A cooperation mechanism represented by the developing economies of AU, SCO+ and CELAC (tentatively referred to here as the Trilateral Intercontinental Alliance, TRIA) could form the most extensive cross.regional platform for South–South cooperation in addition to other possible platforms such as the BRICS+ platform represented by the respective regional integration arrangements of each BRICS economy (the Southern Common Market, MERCOSUR, for Brazil, the Eurasian Economic Union, EAEU, for Russia, the South African Customs Union, SACU, for South Africa, and SCO for China and India). In fact, the TRIA framework could be viewed as an extension of the BRICS+ model that is to encompass a broader range of potential partners of BRICS economies.

In effect the TRIA circle may be viewed as a logical extension of the BRICS+ platform through the principle of regional partnership and cooperation: the RTA-based composition of the BRICS+ alliance is extended to other regional partners on the basis of continental commonality and proximity.The resulting platform of cooperation encompasses the vast majority of developing economies, which opens the possibility to extend cooperation to global issues such as security or North–South relations.

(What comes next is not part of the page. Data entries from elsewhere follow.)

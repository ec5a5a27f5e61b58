//! Per-connection dispatch and response emission.
//!
//! A [`Connection`] owns everything one peer needs: the frame splitter, the
//! HPACK decoder (whose dynamic table spans the whole connection), the open
//! streams and the flow-control counters. The event loop feeds it raw bytes
//! and supplies a [`Transport`] for outbound writes; completed requests go to
//! a [`RequestHandler`].
//!
//! Errors are scoped: stream-level problems are logged and the offending
//! frame is dropped, connection-level problems are returned to the caller,
//! which decides whether to send GOAWAY and close.

use std::collections::VecDeque;
use std::io;

use chrono::Utc;
use tracing::{debug, trace, warn};

use crate::config::{ConnectionInfo, ServerConfig, DEFAULT_MAX_FRAME_SIZE, DEFAULT_WINDOW_SIZE, MAX_WINDOW_SIZE};
use crate::error::{Error, Result};
use crate::frame::{self, settings_id, Frame, FrameDecoder};
use crate::headers;
use crate::hpack::{DecodedField, HeaderField, HpackDecoder, HpackEncoder};
use crate::request::{Request, RequestContext};
use crate::response::Response;
use crate::stream::StreamTable;

/// Outbound byte sink, usually the event loop's socket writer.
pub trait Transport {
    /// Write `data` to the connection identified by `connection_id`.
    fn send(&mut self, connection_id: u64, data: &[u8]) -> io::Result<()>;
}

impl<T: Transport + ?Sized> Transport for &mut T {
    fn send(&mut self, connection_id: u64, data: &[u8]) -> io::Result<()> {
        (**self).send(connection_id, data)
    }
}

impl<T: Transport + ?Sized> Transport for Box<T> {
    fn send(&mut self, connection_id: u64, data: &[u8]) -> io::Result<()> {
        (**self).send(connection_id, data)
    }
}

/// Error type returned by application handlers. Logged, never propagated.
pub type HandlerError = Box<dyn std::error::Error + Send + Sync>;

/// Application callback receiving each completed request.
///
/// The handler gets the response descriptor by value and may emit it right
/// away through [`Connection::send_response`] or keep it and emit later.
pub trait RequestHandler {
    fn on_request(&mut self, request: Request, response: Response) -> Result<(), HandlerError>;
}

impl<F> RequestHandler for F
where
    F: FnMut(Request, Response) -> Result<(), HandlerError>,
{
    fn on_request(&mut self, request: Request, response: Response) -> Result<(), HandlerError> {
        self(request, response)
    }
}

/// Server side of one HTTP/2 connection.
pub struct Connection<T: Transport> {
    info: ConnectionInfo,
    config: ServerConfig,
    transport: T,
    decoder: FrameDecoder,
    /// Frames split off the input but not yet dispatched. Survives an error
    /// in `feed` so later frames (and their header blocks) are not lost.
    pending: VecDeque<Frame>,
    hpack: HpackDecoder,
    streams: StreamTable,
    /// Connection-level send window granted by the peer.
    window_size: u32,
    /// SETTINGS_MAX_FRAME_SIZE announced by the peer; bounds outbound frames.
    peer_max_frame_size: usize,
    last_stream_id: u32,
}
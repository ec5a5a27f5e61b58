//! HPACK: Header Compression for HTTP/2 (RFC 7541)
//!
//! Thin wrapper around `fluke-hpack`. The decoder lives as long as the
//! connection because the peer's encoder evolves the dynamic table across
//! header blocks. Encoders are short-lived: one per response.

use std::borrow::Cow;

use tracing::trace;

use crate::config::{HEADER_TABLE_SIZE, MAX_HEADER_FIELDS};
use crate::error::{Error, Result};

/// A header name/value pair as it goes on the wire.
#[derive(Debug, Clone, PartialEq, Eq)]
pub struct HeaderField {
    pub name: String,
    pub value: String,
}

impl HeaderField {
    pub fn new(name: impl Into<String>, value: impl Into<String>) -> Self {
        Self {
            name: name.into(),
            value: value.into(),
        }
    }
}

/// Request pseudo-headers the server acts on.
#[derive(Debug, Clone, Copy, PartialEq, Eq)]
pub enum PseudoHeader {
    Method,
    Path,
    Authority,
}

impl PseudoHeader {
    /// Match a pseudo-header name without its leading colon.
    fn from_name(name: &[u8]) -> Option<Self> {
        if name.eq_ignore_ascii_case(b"method") {
            Some(Self::Method)
        } else if name.eq_ignore_ascii_case(b"path") {
            Some(Self::Path)
        } else if name.eq_ignore_ascii_case(b"authority") {
            Some(Self::Authority)
        } else {
            None
        }
    }
}

/// One classified field out of a request header block.
#[derive(Debug, Clone, PartialEq, Eq)]
pub enum DecodedField {
    Pseudo(PseudoHeader, String),
    Regular(HeaderField),
}

/// Per-connection HPACK decoder.
pub struct HpackDecoder {
    inner: fluke_hpack::Decoder<'static>,
    table_size: usize,
}

impl std::fmt::Debug for HpackDecoder {
    fn fmt(&self, f: &mut std::fmt::Formatter<'_>) -> std::fmt::Result {
        f.debug_struct("HpackDecoder")
            .field("table_size", &self.table_size)
            .finish()
    }
}

impl Default for HpackDecoder {
    fn default() -> Self {
        Self::new(HEADER_TABLE_SIZE)
    }
}

impl HpackDecoder {
    pub fn new(table_size: usize) -> Self {
        let mut inner = fluke_hpack::Decoder::new();
        inner.set_max_allowed_table_size(table_size);
        Self { inner, table_size }
    }

    /// Decode one complete header block, handing each field to `emit` as
    /// soon as the engine produces it.
    ///
    /// Pseudo-headers other than `:method`, `:path` and `:authority` are
    /// dropped. On failure, fields emitted before the error have already been
    /// delivered, and the dynamic table may no longer match the peer's.
    pub fn decode<F>(&mut self, stream_id: u32, block: &[u8], mut emit: F) -> Result<()>
    where
        F: FnMut(DecodedField),
    {
        self.inner
            .decode_with_cb(block, |name: Cow<[u8]>, value: Cow<[u8]>| {
                let value = String::from_utf8_lossy(&value).into_owned();
                if let Some(pseudo) = name.strip_prefix(b":") {
                    match PseudoHeader::from_name(pseudo) {
                        Some(kind) => emit(DecodedField::Pseudo(kind, value)),
                        None => trace!(
                            stream_id,
                            name = %String::from_utf8_lossy(&name),
                            "ignoring pseudo-header"
                        ),
                    }
                } else {
                    let name = String::from_utf8_lossy(&name).into_owned();
                    emit(DecodedField::Regular(HeaderField { name, value }));
                }
            })
            .map_err(|e| Error::Compression {
                stream_id,
                reason: format!("{e:?}"),
            })?;

        // Re-applied after every block regardless of size updates the peer
        // sent inside it.
        self.inner.set_max_table_size(self.table_size);
        Ok(())
    }

    /// Decode into a list, for callers that don't need streaming.
    pub fn decode_to_vec(&mut self, stream_id: u32, block: &[u8]) -> Result<Vec<DecodedField>> {
        let mut fields = Vec::new();
        self.decode(stream_id, block, |field| fields.push(field))?;
        Ok(fields)
    }
}

/// HPACK encoder for one response header block.
///
/// Built fresh for every response. Each block then only references static
/// entries and entries it inserted itself, which are the newest entries in
/// the peer's table as well, so nothing has to be kept in sync between
/// responses.
pub struct HpackEncoder {
    inner: fluke_hpack::Encoder<'static>,
    max_fields: usize,
}

impl std::fmt::Debug for HpackEncoder {
    fn fmt(&self, f: &mut std::fmt::Formatter<'_>) -> std::fmt::Result {
        f.debug_struct("HpackEncoder").finish()
    }
}

impl Default for HpackEncoder {
    fn default() -> Self {
        Self::new(HEADER_TABLE_SIZE, MAX_HEADER_FIELDS)
    }
}

impl HpackEncoder {
    pub fn new(table_size: usize, max_fields: usize) -> Self {
        let mut inner = fluke_hpack::Encoder::new();
        inner.set_max_table_size(table_size);
        Self { inner, max_fields }
    }

    /// Encode headers into an HPACK header block.
    pub fn encode(&mut self, headers: &[HeaderField]) -> Result<Vec<u8>> {
        if headers.len() > self.max_fields {
            return Err(Error::TooManyHeaders {
                count: headers.len(),
                max: self.max_fields,
            });
        }
        let pairs: Vec<(&[u8], &[u8])> = headers
            .iter()
            .map(|h| (h.name.as_bytes(), h.value.as_bytes()))
            .collect();
        Ok(self.inner.encode(pairs))
    }
}
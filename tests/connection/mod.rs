//! Connection integration tests: raw frames in, recorded frames out

mod emission;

In the past several years important steps have already been undertaken by the developing countries in the direction of strengthening the cross-continental cooperation between the AU, CELAC/UNASUR and SCO. In particular, CELAC in its 2015 Declaration called for the promotion of bilateral ties with other regional groups, and particularly with the BRICS, the African Union and the League of Arab States. CELAC has also actively developed ties with China, which led to the creation of the China–CELAC Forum. As part of its regional outreach activities during the 2014 BRICS summit, Brazil invited leaders of UNASUR countries, while South Africa invited the AU to attend the 2013 BRICS summit. In 2015 Russia held a BRICS/ SCO Heads of State meeting in Ufa.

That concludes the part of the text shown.